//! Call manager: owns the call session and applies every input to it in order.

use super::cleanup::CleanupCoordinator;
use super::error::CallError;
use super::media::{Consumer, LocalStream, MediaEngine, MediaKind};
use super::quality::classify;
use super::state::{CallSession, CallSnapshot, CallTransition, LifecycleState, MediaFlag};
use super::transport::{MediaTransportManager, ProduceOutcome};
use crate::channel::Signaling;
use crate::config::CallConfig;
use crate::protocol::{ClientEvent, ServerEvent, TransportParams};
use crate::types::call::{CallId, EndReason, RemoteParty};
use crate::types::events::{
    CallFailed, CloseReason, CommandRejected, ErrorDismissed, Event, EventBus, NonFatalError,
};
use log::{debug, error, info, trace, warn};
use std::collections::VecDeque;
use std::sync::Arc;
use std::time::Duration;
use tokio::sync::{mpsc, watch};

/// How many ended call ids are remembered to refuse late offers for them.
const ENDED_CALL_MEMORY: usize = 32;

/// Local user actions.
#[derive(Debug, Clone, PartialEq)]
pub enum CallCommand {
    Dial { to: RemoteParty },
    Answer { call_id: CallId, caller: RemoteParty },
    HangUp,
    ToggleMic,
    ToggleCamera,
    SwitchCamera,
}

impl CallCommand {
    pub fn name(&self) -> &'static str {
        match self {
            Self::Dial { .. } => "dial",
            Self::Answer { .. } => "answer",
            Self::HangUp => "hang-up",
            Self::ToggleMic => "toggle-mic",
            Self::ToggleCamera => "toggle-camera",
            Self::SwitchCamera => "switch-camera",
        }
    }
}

· · ·

## TASK:
The answer must consist of every line from the listing above that includes the word "ToggleMic".

## FINISHED EXERCISE:
    ToggleMic,
            Self::ToggleMic => "toggle-mic",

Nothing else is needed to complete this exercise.